Geçtiğimiz gün Konya, Meram’da katledilen Dedeoğlu ailesinin akrabaları yaşanan katliamın ardından geldikleri evin önünde polisler tarafından saldırıya uğradı.
Yaşadıklarını anlatan Harun Rıfatoğlu, amcalarının katledilmesi ardından içeri girmek istediklerini ancak polisin izin vermediğini anlattı. Rıfatoğlu, “Katledilenler amcam ve teyzemdir. Komşumuz bize eve baskın düzenlendiğini söyledi. Evin etrafını polisler çevirmişti. Ben amcam ve teyzemi görmek istedim. İki copla vurdular, yere düştüm, kalktım. ‘Kim vurdu’ diyerek tepki gösterdiğimde 10-15 kişi üzerime çullandı” dedi.
“Kürt olduğumuz için terörist diyorlar”
“Cenazelerimiz var ama darp edilen ve kelepçe vurulan da biziz” diye isyan eden Rıfatoğlu, şöyle devam etti: “Kürt olduğumuz için ‘terörist’ diyorlar. 7 can gitti. Bunu yapanlara bir şey demiyorlar. Bir kişinin hafif canını acıtsam bana ‘terörist’ derler. Olayın ilk günü bu ülkede adalet olmadığına inandım. 28 yaşındayım, bu ülkeden hiçbir beklentim kalmadı.”
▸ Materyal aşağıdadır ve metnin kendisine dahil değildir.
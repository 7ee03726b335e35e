//! Built-in leaf widgets.

pub mod checkbox;
pub mod choice;
pub mod display;
pub mod invisible;
pub mod slider;
pub mod submit;
pub mod text_field;

pub use checkbox::{Checkbox, CheckboxGroup};
pub use choice::{ChoiceEntry, Dropdown, RadioGroup};
pub use display::{ErrorElement, Heading, HtmlDisplay, Spacer};
pub use invisible::Invisible;
pub use slider::Slider;
pub use submit::Submit;
pub use text_field::{TextField, Textarea};
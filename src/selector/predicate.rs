//! Match predicates: does a parent value satisfy a selector target?

use serde_json::Value;

use super::spec::Target;

/// The four comparison shapes, by (parent is multiselect) x (target is a list).
#[derive(Debug, Clone, PartialEq)]
pub enum MatchPredicate {
    /// Scalar parent, single target. Compared with [`coercing_eq`], so a
    /// text field holding `"1"` matches a target of `1`.
    Equals(Value),
    /// Multiselect parent, single target: the target is among the selections.
    Contains(Value),
    /// Multiselect parent, target list: any target is among the selections.
    Intersects(Vec<Value>),
    /// Scalar parent, target list: the parent value is one of the targets.
    OneOf(Vec<Value>),
}

impl MatchPredicate {
    /// Pick the predicate shape for a target and parent.
    pub fn new(target: Target, parent_is_multiselect: bool) -> Self {
        match (parent_is_multiselect, target) {
            (false, Target::One(v)) => Self::Equals(v),
            (true, Target::One(v)) => Self::Contains(v),
            (true, Target::AnyOf(vs)) => Self::Intersects(vs),
            (false, Target::AnyOf(vs)) => Self::OneOf(vs),
        }
    }

    /// Evaluate against the parent's current value. An undefined parent
    /// value, or a non-array value for a multiselect parent, never matches.
    pub fn matches(&self, parent_value: Option<&Value>) -> bool {
        let Some(parent_value) = parent_value else {
            return false;
        };
        match self {
            Self::Equals(target) => coercing_eq(parent_value, target),
            Self::OneOf(targets) => targets.iter().any(|t| loose_eq(parent_value, t)),
            Self::Contains(target) => selections(parent_value).iter().any(|s| loose_eq(s, target)),
            Self::Intersects(targets) => {
                let selected = selections(parent_value);
                targets.iter().any(|t| selected.iter().any(|s| loose_eq(s, t)))
            }
        }
    }
}

fn selections(value: &Value) -> &[Value] {
    value.as_array().map(Vec::as_slice).unwrap_or(&[])
}

/// JSON equality, except that numbers compare by numeric value (`1 == 1.0`).
pub fn loose_eq(a: &Value, b: &Value) -> bool {
    match (a, b) {
        (Value::Number(x), Value::Number(y)) => x.as_f64() == y.as_f64(),
        _ => a == b,
    }
}

/// Abstract equality between a widget value and a layout literal.
///
/// Strings and booleans are converted to numbers when compared against a
/// number or boolean; `null` equals only `null`. Arrays and objects never
/// equal each other, and compare against a scalar through their text form
/// (`["1"]` equals `"1"`).
pub fn coercing_eq(a: &Value, b: &Value) -> bool {
    match (a, b) {
        (Value::Null, Value::Null) => true,
        (Value::Null, _) | (_, Value::Null) => false,
        (Value::Number(x), Value::Number(y)) => x.as_f64() == y.as_f64(),
        (Value::String(x), Value::String(y)) => x == y,
        (Value::Bool(x), Value::Bool(y)) => x == y,
        (Value::Number(n), Value::String(s)) | (Value::String(s), Value::Number(n)) => {
            n.as_f64() == Some(text_to_number(s))
        }
        (Value::Bool(flag), other) | (other, Value::Bool(flag)) => {
            coercing_eq(&Value::from(u8::from(*flag)), other)
        }
        (Value::Array(_) | Value::Object(_), Value::Array(_) | Value::Object(_)) => false,
        (compound @ (Value::Array(_) | Value::Object(_)), scalar)
        | (scalar, compound @ (Value::Array(_) | Value::Object(_))) => {
            coercing_eq(&Value::String(text_form(compound)), scalar)
        }
    }
}

/// Numeric reading of a string; `NAN` when it is not a number. Blank text
/// reads as zero.
fn text_to_number(text: &str) -> f64 {
    let text = text.trim();
    if text.is_empty() {
        return 0.0;
    }
    let radix = match text.get(..2) {
        Some("0x" | "0X") => Some(16),
        Some("0o" | "0O") => Some(8),
        Some("0b" | "0B") => Some(2),
        _ => None,
    };
    if let Some(radix) = radix {
        return u64::from_str_radix(&text[2..], radix).map_or(f64::NAN, |n| n as f64);
    }
    match text.trim_start_matches(['+', '-']) {
        "Infinity" if text.starts_with('-') => f64::NEG_INFINITY,
        "Infinity" => f64::INFINITY,
        _ if text.chars().all(|c| c.is_ascii_digit() || "+-.eE".contains(c)) => {
            text.parse().unwrap_or(f64::NAN)
        }
        _ => f64::NAN,
    }
}

fn text_form(value: &Value) -> String {
    match value {
        Value::Null => String::new(),
        Value::String(s) => s.clone(),
        Value::Array(items) => items.iter().map(text_form).collect::<Vec<_>>().join(","),
        Value::Object(_) => "[object Object]".to_owned(),
        other => other.to_string(),
    }
}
Soylu geliyor diye aileye GBT yapmak istemişler
Katledilen Yaşar Dedeoğlu’nun yeğenlerinden biri de polisin ellerine ve kafasına coplarla vurduğunu anlattı. İsmini vermek istemeyen bir kişi, şiddete uğradığını ve polis aracına konulduğunu söyledi.
Ailenin bir yakını da dün gece İçişleri Bakanı Süleyman Soylu geldiğinde kendilerine Genel Bilgi Taraması (GBT) yapılmak istendiğini, tepki göstermeleri üzerine yapılmadığını dile getirdi.
Polislerin katliam yerinde görüntü alan kişilerin telefonlarına el koyduğu ve görüntüleri sildiği iddia edildi.
Taziyelerine dün gelen İçişleri Bakanı Süleyman Soylu’ya da yaşadıklarını anlattıklarını dile getiren Rıfatoğlu, “4 aydır tehlikedeyiz, tehdit altındayız. Hiç kimse umursamadı. Ben anlattım, ‘Sorumluluk benim’ dedi. Kaç yıldır sorumluluk onda, ne yaptılar” diye sordu.